From Deng Xiaoping to Xi Jinping
China has never been a democracy, but even despite the one-party system, the elements of pluralism, competition and change of power in the government of the country existed relatively recently. China owes this to Deng Xiaoping, whose “reform and opening up” policy, which began in 1978, included not only the return of a market economy and the transition to foreign policy openness, but also structural changes in the party apparatus, designed to prevent the possibility of autocracy.
Despite the fact that formally the regime remained the same – one-party and authoritarian – the reforms can be called radical. A two-term limitation was introduced into the country's constitution for the President of the People's Republic of China – which, of course, was impossible even to argue before Deng Xiaoping. One-partyism ran counter to the idea of such reform, and to overcome this, Deng began to support, or rather cultivate, the model of "parties within a party"—independent and opposing informal cliques within the CCP. He also laid the foundation for a tradition of active counterweights in the country's leadership positions: after Xiaoping's departure, the general secretaries of the CCP and the premiers of the CPC State Council were appointed by opposing cliques and were forced to work with rivals. This situation created an informal system of checks and balances, fundamentally different from the Western model, where the role of balances is played by institutions, but nonetheless working.

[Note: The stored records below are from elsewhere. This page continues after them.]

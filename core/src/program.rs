use crate::Instruction;
#[cfg(feature = "validate")]
use crate::{Pc, errors::ProgramError};

/// An assembled, immutable program: an ordered list of [`Instruction`]s addressed
/// by [`Pc`](crate::Pc). Programs carry no per-run state and may be shared across
/// concurrent `execute` calls.
pub struct Program<T, D, O> {
    instructions: Vec<Instruction<T, D, O>>,
}

impl<T, D, O> Program<T, D, O> {
    /// Constructs a program from its instructions. Used by the assembler's
    /// `finish()`; not meant to be called directly by frontends.
    pub fn from_instructions(instructions: Vec<Instruction<T, D, O>>) -> Self {
        Program { instructions }
    }

    pub fn len(&self) -> usize {
        self.instructions.len()
    }

    pub fn is_empty(&self) -> bool {
        self.instructions.is_empty()
    }

    pub fn instructions(&self) -> &[Instruction<T, D, O>] {
        &self.instructions
    }
}

#[cfg(feature = "validate")]
impl<T, D, O> Program<T, D, O> {
    /// Opt-in structural sanity pass over a finished program. Never called by
    /// `execute`.
    ///
    /// Flags two construction mistakes that would otherwise surface only as silent,
    /// hard-to-debug match failures: a `jump([])` nobody patched, and a jump target
    /// outside the program bounds.
    pub fn validate(&self) -> Result<(), ProgramError> {
        for (idx, instr) in self.instructions.iter().enumerate() {
            let Some(targets) = instr.jump_targets() else { continue };
            let pc = Pc::new(idx);
            if targets.is_empty() {
                return Err(ProgramError::EmptyJump { pc });
            }
            for &target in targets {
                if target.index() >= self.instructions.len() {
                    return Err(ProgramError::JumpOutOfBounds { pc, target, len: self.instructions.len() });
                }
            }
        }
        Ok(())
    }
}
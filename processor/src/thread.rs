//! Transient per-run scheduling state. None of this is part of the public API:
//! callers only ever see compiled programs, traces and run results, never a raw
//! thread cursor.

use tracevm_core::{Pc, TraceId};

/// Per-PC generation stamps carried by one thread's lineage: a dense array
/// traded for simplicity over a sparse set or bit-trie.
///
/// Cloned and extended on every fork rather than shared: the epsilon-cycle guard
/// is checked against a thread's own lineage, never a trace a sibling thread
/// might also hold, so no thread can mark a PC visited on another thread's
/// behalf.
#[derive(Clone)]
pub(crate) struct VisitedSet(Vec<Option<usize>>);

impl VisitedSet {
    pub fn new(program_len: usize) -> Self {
        VisitedSet(vec![None; program_len])
    }

    /// Whether `pc` was visited by this lineage in exactly `generation`.
    pub fn contains_in_generation(&self, pc: Pc, generation: usize) -> bool {
        self.0[pc.index()] == Some(generation)
    }

    pub fn mark(&mut self, pc: Pc, generation: usize) {
        self.0[pc.index()] = Some(generation);
    }
}

/// One lineage working through a generation's zero-input instructions: a thread
/// that has not yet reached a `test`, `accept`, or a cycle.
pub(crate) struct Lineage {
    pub pc: Pc,
    pub badness: u32,
    pub trace_id: TraceId,
    pub visited: VisitedSet,
}

/// A thread parked at a `test` instruction, waiting for the generation's input
/// item. `visited` is carried forward so the lineage's cycle-guard history
/// survives into the next generation if the test succeeds.
pub(crate) struct ParkedThread {
    pub pc: Pc,
    pub badness: u32,
    pub trace_id: TraceId,
    pub visited: VisitedSet,
}
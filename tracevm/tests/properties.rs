//! Property-based checks over arbitrary small programs and inputs: the scheduler's
//! generation loop is meant to behave identically run to run and to terminate on
//! any jump graph, epsilon cycles included — properties no fixed-example test can
//! exhaustively cover.

use proptest::prelude::*;
use tracevm::{Pc, RunOptions, Vm, compile_vm};

/// `a*.*`, the `.*` charged one unit of badness per item it absorbs. Succeeds on
/// any input, deterministically, since the catch-all `test` accepts anything.
fn a_star_dot_star() -> Vm<char, u32, ()> {
    compile_vm::<char, u32, ()>(|asm| {
        let loop1 = asm.here();
        let fork1 = asm.jump();
        let consume_a = asm.here();
        asm.test(0u32, Box::new(|item: &char, _: &u32, _: &()| *item == 'a'));
        let back1 = asm.jump();
        let exit_a = asm.here();
        asm.record(0u32, Some(Box::new(|_: &u32, idx: usize, _: &()| Some(idx as u32))));

        let loop2 = asm.here();
        let fork2 = asm.jump();
        let consume_any = asm.here();
        asm.bad(1, None);
        asm.test(0u32, Box::new(|_: &char, _: &u32, _: &()| true));
        let back2 = asm.jump();
        let exit_any = asm.here();
        asm.accept();

        asm.patch_jump(fork1, vec![consume_a, exit_a]);
        asm.patch_jump(back1, vec![loop1]);
        asm.patch_jump(fork2, vec![consume_any, exit_any]);
        asm.patch_jump(back2, vec![loop2]);
    })
}

fn run(vm: &Vm<char, u32, ()>, input: &[char]) -> tracevm::RunResult<u32> {
    let mut items = input.iter().copied();
    vm.execute(|| items.next(), &RunOptions::new(())).expect("a*.* never errors")
}

fn any_input() -> impl Strategy<Value = Vec<char>> {
    proptest::collection::vec(prop_oneof![Just('a'), Just('b'), Just('c')], 0..16)
}

proptest! {
    /// Running the same program against the same input twice always produces the
    /// same outcome: same success, same accepting and failing traces, in the same
    /// order.
    #[test]
    fn execution_is_deterministic(input in any_input()) {
        let vm = a_star_dot_star();
        let first = run(&vm, &input);
        let second = run(&vm, &input);

        prop_assert_eq!(first.success(), second.success());
        prop_assert_eq!(first.accepting_traces(), second.accepting_traces());
        prop_assert_eq!(first.failing_traces(), second.failing_traces());
    }

    /// A trace's recorded values never outnumber the PCs its lineage dispatched
    /// against: every `record` sits on a path already reflected in `head`.
    #[test]
    fn trace_values_never_exceed_head_length(input in any_input()) {
        let vm = a_star_dot_star();
        let result = run(&vm, &input);

        for trace in result.accepting_traces().iter().chain(result.failing_traces()) {
            prop_assert!(trace.values().len() <= trace.head().len());
        }
    }
}

/// Builds a program out of nothing but `jump`s, one per entry in `targets`
/// (`targets[i]` is the set of pcs jump `i` forks into), with an `accept`
/// appended after them as the only non-`jump` instruction.
fn epsilon_graph(targets: &[Vec<usize>]) -> Vm<char, (), ()> {
    compile_vm::<char, (), ()>(|asm| {
        for t in targets {
            let jump = asm.jump();
            asm.patch_jump(jump, t.iter().map(|&i| Pc::new(i)).collect());
        }
        asm.accept();
    })
}

fn any_epsilon_graph() -> impl Strategy<Value = Vec<Vec<usize>>> {
    (1usize..8).prop_flat_map(|n| proptest::collection::vec(proptest::collection::vec(0..n, 0..3), n))
}

proptest! {
    /// However the jump graph is wired, self-loops and mutual cycles included,
    /// `execute` returns rather than looping forever: `VisitedSet` lets a lineage
    /// cross any given pc only once per generation.
    #[test]
    fn epsilon_cycles_terminate(targets in any_epsilon_graph()) {
        let vm = epsilon_graph(&targets);
        let mut chars = std::iter::empty::<char>();
        let outcome = vm.execute(|| chars.next(), &RunOptions::new(()));
        prop_assert!(outcome.is_ok());
    }
}
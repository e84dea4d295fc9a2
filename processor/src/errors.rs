//! Errors `execute` can return. Match failure and input exhaustion are *not*
//! errors — they are ordinary, successful outcomes recorded in
//! [`crate::RunResult`]. The only thing that can actually fail `execute` is a
//! caller-supplied resource bound.

/// Raised when a run would exceed a configured [`crate::ExecutionLimits`] bound.
/// Never raised when no limit is configured: no cancellation and no timeouts is
/// the default, and limits are strictly opt-in.
#[derive(Debug, Clone, Copy, PartialEq, Eq, thiserror::Error)]
pub enum ExecutionError {
    #[error("run exceeded the configured generation limit of {limit} (consumed {consumed} input items)")]
    GenerationLimitExceeded { limit: usize, consumed: usize },
}
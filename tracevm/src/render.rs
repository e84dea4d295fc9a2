//! Human-readable rendering of a [`Trace`]/[`RunResult`]. Not a wire format or a
//! persistence mechanism — just enough to print a compacted trace for diagnostics
//! and for this crate's own test assertions.

use std::fmt;

use tracevm_core::{Pc, Trace};
use tracevm_processor::RunResult;

/// Renders a single prefix branch of a trace: its head PCs and any records,
/// e.g. `0 -> 1 -> 4 ["joined"]`.
fn render_branch<D: fmt::Debug>(f: &mut fmt::Formatter<'_>, head: &[Pc], records: &[std::rc::Rc<D>]) -> fmt::Result {
    for (i, pc) in head.iter().enumerate() {
        if i > 0 {
            write!(f, " -> ")?;
        }
        write!(f, "{pc}")?;
    }
    if !records.is_empty() {
        write!(f, " ")?;
        f.debug_list().entries(records.iter().map(|r| r.as_ref())).finish()?;
    }
    Ok(())
}

/// Wraps a [`Trace`] reference for `Display`, rendering it compacted as one line
/// per merged prefix branch the trace's `head` actually contains post-compaction
/// (a single line for an unmerged trace).
pub struct TraceRender<'a, D>(pub &'a Trace<D>);

impl<D: fmt::Debug + 'static> fmt::Display for TraceRender<'_, D> {
    fn fmt(&self, f: &mut fmt::Formatter<'_>) -> fmt::Result {
        let compacted = self.0.compact();
        render_branch(f, &compacted.head(), &compacted.values())
    }
}

/// Wraps a [`RunResult`] reference for `Display`, rendering its accepting and
/// failing traces one per line, in the order their threads were enqueued.
pub struct RunResultRender<'a, D>(pub &'a RunResult<D>);

impl<D: fmt::Debug + 'static> fmt::Display for RunResultRender<'_, D> {
    fn fmt(&self, f: &mut fmt::Formatter<'_>) -> fmt::Result {
        writeln!(f, "success: {}", self.0.success())?;
        for (i, trace) in self.0.accepting_traces().iter().enumerate() {
            writeln!(f, "accept[{i}]: {}", TraceRender(trace))?;
        }
        for (i, trace) in self.0.failing_traces().iter().enumerate() {
            writeln!(f, "fail[{i}]: {}", TraceRender(trace))?;
        }
        Ok(())
    }
}
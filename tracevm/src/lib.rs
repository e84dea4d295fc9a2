#![doc = include_str!("../README.md")]

mod render;
mod vm;

pub use render::{RunResultRender, TraceRender};
pub use vm::{Vm, compile_vm};

pub use tracevm_assembly::{Assembler, InstrHandle, JumpHandle};
pub use tracevm_core::errors::ProgramError;
pub use tracevm_core::{BadFn, Instruction, Pc, Program, RecordFn, TestFn, Trace, TraceArena, TraceId};
pub use tracevm_processor::{ExecutionError, ExecutionLimits, RunOptions, RunResult, execute};
/// Re-exported so a caller instrumenting their own `test`/`record`/`bad`
/// callbacks can annotate them with the same tracing infrastructure the
/// scheduler itself uses internally.
pub use tracing::instrument;
//! Callback signatures used by [`crate::Instruction`].
//!
//! No `Send`/`Sync` bound: the VM is single-threaded cooperative, with no OS
//! threads involved, so callbacks are free to close over `Rc`/`RefCell` state the
//! way the rest of this single-threaded scheduler does.

/// Decides whether a `test` instruction survives against the current input item.
///
/// `TestFunc(item, data, options) -> bool`
pub type TestFn<T, D, O> = dyn Fn(&T, &D, &O) -> bool;

/// Computes the value a `record` instruction emits onto its trace. A `None` return
/// suppresses emission for that visit.
///
/// `RecordFunc(data, input_index, options) -> Option<data>`
pub type RecordFn<D, O> = dyn Fn(&D, usize, &O) -> Option<D>;

/// Decides whether a `bad` instruction's cost should be applied this visit.
///
/// `FailFunc(options) -> bool`
pub type BadFn<O> = dyn Fn(&O) -> bool;
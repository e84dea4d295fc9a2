//! Core types for the structure-matching virtual machine: instructions, programs
//! and the trace provenance DAG. See the workspace `tracevm` crate for the VM
//! facade and the `tracevm-processor` crate for the scheduler that walks these
//! types.

pub mod callback;
#[cfg(feature = "validate")]
pub mod errors;
mod instruction;
mod pc;
mod program;
mod trace;

pub use callback::{BadFn, RecordFn, TestFn};
pub use instruction::Instruction;
pub use pc::Pc;
pub use program::Program;
pub use trace::{Trace, TraceArena, TraceId};
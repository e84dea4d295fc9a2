use tracevm_core::Trace;

/// The artifact of one `execute` call.
///
/// All traces are returned already compacted. `success()` is derived rather than
/// stored, so it can never drift out of sync with `accepting_traces`: a run is a
/// success exactly when at least one accepting trace exists.
pub struct RunResult<D> {
    accepting_traces: Vec<Trace<D>>,
    failing_traces: Vec<Trace<D>>,
}

impl<D> RunResult<D> {
    pub(crate) fn new(accepting_traces: Vec<Trace<D>>, failing_traces: Vec<Trace<D>>) -> Self {
        RunResult { accepting_traces, failing_traces }
    }

    pub fn success(&self) -> bool {
        !self.accepting_traces.is_empty()
    }

    /// Accepting traces, in the order their threads were enqueued.
    pub fn accepting_traces(&self) -> &[Trace<D>] {
        &self.accepting_traces
    }

    /// Failing traces, in the order their threads were enqueued.
    pub fn failing_traces(&self) -> &[Trace<D>] {
        &self.failing_traces
    }
}
use std::fmt;

/// A program counter: an index into a [`crate::Program`]'s instruction list.
#[derive(Copy, Clone, Debug, PartialEq, Eq, Hash, PartialOrd, Ord)]
pub struct Pc(u32);

impl Pc {
    pub fn new(index: usize) -> Self {
        Pc(index as u32)
    }

    /// This PC's position in the instruction list.
    pub fn index(self) -> usize {
        self.0 as usize
    }
}

impl From<usize> for Pc {
    fn from(index: usize) -> Self {
        Pc::new(index)
    }
}

impl From<Pc> for usize {
    fn from(pc: Pc) -> Self {
        pc.index()
    }
}

impl fmt::Display for Pc {
    fn fmt(&self, f: &mut fmt::Formatter<'_>) -> fmt::Result {
        write!(f, "{}", self.0)
    }
}
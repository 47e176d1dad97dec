//! Data model: recipe records, meal plan grid and AI suggestions

pub mod meal_plan;
pub mod recipe;
pub mod suggestion;

pub use meal_plan::*;
pub use recipe::*;
pub use suggestion::*;
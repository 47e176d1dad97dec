//! AI weekly meal plan suggestion
//!
//! Advisory only: titles are free text proposed by a model and are resolved
//! against the Recipe Store when applied.

use serde::Serialize;
use std::collections::BTreeMap;

use super::meal_plan::{Day, MealSlot};
use crate::{Error, Result};

/// Suggested titles for one day
#[derive(Debug, Clone, Default, PartialEq, Eq, Serialize)]
pub struct SuggestedMeals {
    #[serde(skip_serializing_if = "Option::is_none")]
    pub breakfast: Option<String>,
    #[serde(skip_serializing_if = "Option::is_none")]
    pub lunch: Option<String>,
    #[serde(skip_serializing_if = "Option::is_none")]
    pub dinner: Option<String>,
}

impl SuggestedMeals {
    pub fn get(&self, meal: MealSlot) -> Option<&str> {
        match meal {
            MealSlot::Breakfast => self.breakfast.as_deref(),
            MealSlot::Lunch => self.lunch.as_deref(),
            MealSlot::Dinner => self.dinner.as_deref(),
        }
    }
}

/// Day -> suggested meals, Monday first
#[derive(Debug, Clone, Default, PartialEq, Eq, Serialize)]
#[serde(transparent)]
pub struct WeeklySuggestion {
    days: BTreeMap<Day, SuggestedMeals>,
}

impl WeeklySuggestion {
    /// Build from a parsed JSON object keyed by weekday name.
    ///
    /// Day keys are matched case-insensitively; unknown keys, non-string meal
    /// values and blank titles are dropped. Titles are kept verbatim. Anything
    /// other than an object is rejected.
    pub fn from_value(value: &serde_json::Value) -> Result<Self> {
        let object = value.as_object().ok_or_else(|| {
            Error::InvalidInput("suggestion payload is not a JSON object".to_string())
        })?;

        let mut days = BTreeMap::new();
        for (key, meals) in object {
            let Ok(day) = key.parse::<Day>() else {
                continue;
            };
            let Some(meals) = meals.as_object() else {
                continue;
            };

            let title = |meal: MealSlot| {
                meals
                    .get(meal.as_str())
                    .and_then(|v| v.as_str())
                    .filter(|t| !t.trim().is_empty())
                    .map(str::to_string)
            };

            days.insert(
                day,
                SuggestedMeals {
                    breakfast: title(MealSlot::Breakfast),
                    lunch: title(MealSlot::Lunch),
                    dinner: title(MealSlot::Dinner),
                },
            );
        }

        Ok(Self { days })
    }

    pub fn day(&self, day: Day) -> Option<&SuggestedMeals> {
        self.days.get(&day)
    }

    pub fn get(&self, day: Day, meal: MealSlot) -> Option<&str> {
        self.day(day).and_then(|meals| meals.get(meal))
    }

    /// Every suggested (day, meal, title), day-major
    pub fn entries(&self) -> impl Iterator<Item = (Day, MealSlot, &str)> + '_ {
        self.days.iter().flat_map(|(day, meals)| {
            MealSlot::ALL
                .into_iter()
                .filter_map(move |meal| meals.get(meal).map(|title| (*day, meal, title)))
        })
    }

    pub fn is_empty(&self) -> bool {
        self.entries().next().is_none()
    }
}
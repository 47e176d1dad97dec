//! Meal Plan Store
//!
//! Owns the 7x3 grid under the `mealPlan` key. A missing grid is synthesized
//! empty and only written on the next mutation. Referenced recipe ids are never
//! validated here; see [`MealPlanStore::compact`].

use tracing::{debug, info, warn};

use crate::db::{LocalStorage, MEAL_PLAN_KEY};
use crate::models::{ApplyReport, Day, MealPlan, MealSlot, Recipe, WeeklySuggestion};
use crate::Result;

pub struct MealPlanStore {
    storage: LocalStorage,
    plan: MealPlan,
}

impl MealPlanStore {
    pub async fn open(storage: LocalStorage) -> Result<Self> {
        let plan = read_plan(&storage).await?;
        Ok(Self { storage, plan })
    }

    /// Re-read the persisted grid, replacing the snapshot
    pub async fn load(&mut self) -> Result<MealPlan> {
        self.plan = read_plan(&self.storage).await?;
        Ok(self.plan.clone())
    }

    pub fn plan(&self) -> &MealPlan {
        &self.plan
    }

    /// Put a copy of the recipe's id and title in the slot
    pub async fn assign(&mut self, day: Day, meal: MealSlot, recipe: &Recipe) -> Result<()> {
        self.plan.assign(day, meal, recipe);
        info!(%day, %meal, id = %recipe.id, "Meal assigned");
        self.persist().await
    }

    pub async fn clear(&mut self, day: Day, meal: MealSlot) -> Result<()> {
        self.plan.clear(day, meal);
        debug!(%day, %meal, "Meal cleared");
        self.persist().await
    }

    /// Empty all 21 slots with a single write
    pub async fn clear_all(&mut self) -> Result<()> {
        self.plan.clear_all();
        info!("Meal plan cleared");
        self.persist().await
    }

    /// Null out slots whose recipe id no longer resolves.
    ///
    /// Writes only if something changed. Returns the number of cleared slots.
    pub async fn compact(&mut self, recipes: &[Recipe]) -> Result<usize> {
        let cleared = self.plan.compact(recipes);
        if cleared > 0 {
            info!(cleared, "Removed stale meal plan references");
            self.persist().await?;
        }
        Ok(cleared)
    }

    /// Apply a parsed suggestion, writing once.
    ///
    /// Unmatched titles are skipped and reported.
    pub async fn apply_suggestion(
        &mut self,
        suggestion: &WeeklySuggestion,
        recipes: &[Recipe],
    ) -> Result<ApplyReport> {
        let report = self.plan.apply_suggestion(suggestion, recipes);
        for skipped in &report.unresolved {
            debug!(day = %skipped.day, meal = %skipped.meal, title = %skipped.title,
                "Suggested recipe not found, slot left unchanged");
        }
        info!(applied = report.applied, skipped = report.unresolved.len(), "Suggestions applied");
        self.persist().await?;
        Ok(report)
    }

    async fn persist(&self) -> Result<()> {
        let json = serde_json::to_string(&self.plan)?;
        self.storage.set_item(MEAL_PLAN_KEY, &json).await
    }
}

async fn read_plan(storage: &LocalStorage) -> Result<MealPlan> {
    let Some(raw) = storage.get_item(MEAL_PLAN_KEY).await? else {
        return Ok(MealPlan::new());
    };

    match serde_json::from_str::<MealPlan>(&raw) {
        Ok(plan) => Ok(plan),
        Err(e) => {
            warn!("Stored meal plan could not be parsed, using an empty week: {}", e);
            Ok(MealPlan::new())
        }
    }
}
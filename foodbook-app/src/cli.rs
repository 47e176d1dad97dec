//! Command-line interface definition

use clap::{Args, Parser, Subcommand};
use foodbook_common::{Day, MealSlot, SortOrder, SourceFilter};
use std::path::PathBuf;

/// Command-line arguments for foodbook
#[derive(Parser, Debug)]
#[command(name = "foodbook")]
#[command(about = "Save recipes from videos, photos and links, and plan your week")]
#[command(version)]
pub struct Cli {
    /// Folder holding the local database
    #[arg(long, global = true, env = "FOODBOOK_ROOT_FOLDER")]
    pub root_folder: Option<PathBuf>,

    /// Base URL of the recipe extraction API
    #[arg(long, global = true, env = "FOODBOOK_API_URL")]
    pub api_url: Option<String>,

    /// Timeout for outbound requests, in seconds
    #[arg(long, global = true)]
    pub timeout_secs: Option<u64>,

    #[command(subcommand)]
    pub command: Command,
}

#[derive(Subcommand, Debug)]
pub enum Command {
    /// Add a recipe to the collection
    #[command(subcommand)]
    Import(ImportCommand),

    /// List saved recipes
    List(ListArgs),

    /// Show one recipe in full
    Show {
        id: String,
    },

    /// Mark a recipe as favorite (or unmark with --off)
    Favorite {
        id: String,
        #[arg(long)]
        off: bool,
    },

    /// Delete a recipe
    Delete {
        id: String,
        /// Skip the confirmation prompt
        #[arg(long)]
        yes: bool,
    },

    /// Weekly meal plan
    #[command(subcommand)]
    Plan(PlanCommand),

    /// Print this installation's user id
    Whoami,

    /// Erase all local data
    Reset {
        #[arg(long)]
        yes: bool,
    },
}

#[derive(Subcommand, Debug)]
pub enum ImportCommand {
    /// Extract a recipe from a TikTok video link
    Tiktok { url: String },
    /// Extract a recipe from an Instagram post link
    Instagram { url: String },
    /// Extract a recipe from a recipe website
    Website { url: String },
    /// Read a recipe from a photo
    Image { path: PathBuf },
    /// Type a recipe in
    Manual(ManualArgs),
}

#[derive(Args, Debug, Default)]
pub struct ManualArgs {
    #[arg(long)]
    pub title: String,
    #[arg(long)]
    pub description: Option<String>,
    #[arg(long)]
    pub prep_time: Option<String>,
    #[arg(long)]
    pub cook_time: Option<String>,
    #[arg(long)]
    pub servings: Option<String>,
    /// One ingredient per line
    #[arg(long, default_value = "")]
    pub ingredients: String,
    /// One step per line
    #[arg(long, default_value = "")]
    pub instructions: String,
}

#[derive(Args, Debug, Default)]
pub struct ListArgs {
    /// Match title, description, ingredients or tags
    #[arg(long)]
    pub search: Option<String>,

    /// all, tiktok, instagram, or an exact source name
    #[arg(long, default_value = "all")]
    pub source: SourceFilter,

    /// Only favorites
    #[arg(long)]
    pub favorites: bool,

    /// newest, oldest, name-asc or name-desc
    #[arg(long, default_value = "newest")]
    pub sort: SortOrder,

    /// Print the matching records as JSON
    #[arg(long)]
    pub json: bool,
}

#[derive(Subcommand, Debug)]
pub enum PlanCommand {
    /// Print the week
    Show {
        #[arg(long)]
        dinner_only: bool,
    },
    /// Recipes available for a slot, filtered by title
    Recipes {
        #[arg(long)]
        search: Option<String>,
    },
    /// Put a recipe in a slot
    Assign {
        day: Day,
        meal: MealSlot,
        recipe_id: String,
    },
    /// Empty one slot
    Clear { day: Day, meal: MealSlot },
    /// Empty the whole week
    ClearAll {
        #[arg(long)]
        yes: bool,
    },
    /// Empty slots whose recipe was deleted
    Compact,
    /// Ask the AI service for a week plan
    Suggest {
        /// Write the suggestion into the plan
        #[arg(long)]
        apply: bool,
    },
}
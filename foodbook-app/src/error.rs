//! Error types for foodbook-app
//!
//! Four user-facing kinds: validation (caught before any request), network
//! and API failures, and suggestion failures. Storage errors from the common
//! crate pass through as `Store`.

use std::time::Duration;
use thiserror::Error;

/// Message used when the extraction service gives no reason
pub const GENERIC_EXTRACTION_FAILURE: &str = "Failed to extract recipe";

/// Message shown for any suggestion failure
pub const GENERIC_SUGGESTION_FAILURE: &str =
    "Could not generate suggestions. Check the suggestion service settings and try again.";

/// Import and suggestion errors
#[derive(Debug, Error)]
pub enum ImportError {
    /// Input rejected before any network call
    #[error("{0}")]
    Validation(String),

    /// Connection-level failure
    #[error("Network error: {0}")]
    Network(String),

    /// No response within the configured timeout
    #[error("Request timed out after {}s", .0.as_secs())]
    Timeout(Duration),

    /// Non-success HTTP status
    #[error("API error {status}: {message}")]
    Api { status: u16, message: String },

    /// Service answered but reported failure (`success` not true)
    #[error("{0}")]
    Rejected(String),

    /// Response body did not have the expected shape
    #[error("Invalid response: {0}")]
    InvalidResponse(String),

    /// Suggestion request or parse failure
    #[error("Could not generate suggestions: {0}")]
    Suggestion(String),

    /// Local storage failure
    #[error(transparent)]
    Store(#[from] foodbook_common::Error),
}

impl ImportError {
    /// Text suitable for a transient status message
    pub fn user_message(&self) -> String {
        match self {
            ImportError::Validation(msg) => msg.clone(),
            ImportError::Network(msg) => format!("Error: {}", msg),
            ImportError::Timeout(_) => {
                "The recipe service is taking too long to respond. Please try again.".to_string()
            }
            ImportError::Api { message, .. } => message.clone(),
            ImportError::Rejected(msg) => msg.clone(),
            ImportError::InvalidResponse(_) => GENERIC_EXTRACTION_FAILURE.to_string(),
            ImportError::Suggestion(_) => GENERIC_SUGGESTION_FAILURE.to_string(),
            ImportError::Store(e) => format!("Failed to save recipe: {}", e),
        }
    }

    /// Whether the failure happened before anything left the process
    pub fn is_validation(&self) -> bool {
        matches!(self, ImportError::Validation(_))
    }
}

/// Result type for import operations
pub type ImportResult<T> = Result<T, ImportError>;

#[cfg(test)]
mod tests {
    use super::*;

    #[test]
    fn test_user_messages() {
        assert_eq!(
            ImportError::Validation("Please enter a TikTok URL".into()).user_message(),
            "Please enter a TikTok URL"
        );
        assert_eq!(
            ImportError::Api { status: 500, message: "Video is private".into() }.user_message(),
            "Video is private"
        );
        assert_eq!(
            ImportError::InvalidResponse("no recipe".into()).user_message(),
            GENERIC_EXTRACTION_FAILURE
        );
        assert_eq!(
            ImportError::Suggestion("bad json".into()).user_message(),
            GENERIC_SUGGESTION_FAILURE
        );
        assert!(ImportError::Network("connection refused".into())
            .user_message()
            .contains("connection refused"));
    }

    #[test]
    fn test_timeout_display() {
        let err = ImportError::Timeout(Duration::from_secs(90));
        assert_eq!(err.to_string(), "Request timed out after 90s");
        assert!(!err.is_validation());
    }
}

Deng Xiaoping saw the main goal of the reforms as preventing the establishment of autocracy in the PRC.
The traditions and rules established by Deng Xiaoping did not make China democratic, but they effectively ensured the stable functioning of the authoritarian system and successfully prevented the return of totalitarian leaders and autocracy for several decades – until Xi Jinping.
"New Openness" as a new dictatorship
Like Deng Xiaoping, Xi simultaneously pursued reforms in both domestic and foreign policy, albeit in the opposite direction. Since coming to power in 2012, Xi has reversed much of the liberal reforms of the preceding decades. One of Xi's first actions in his new post was to launch a major anti-corruption campaign. Corruption has indeed been and remains a serious problem in China, but as a result of the “anti-corruption campaign”, for some reason, mainly Xi’s political opponents suffered.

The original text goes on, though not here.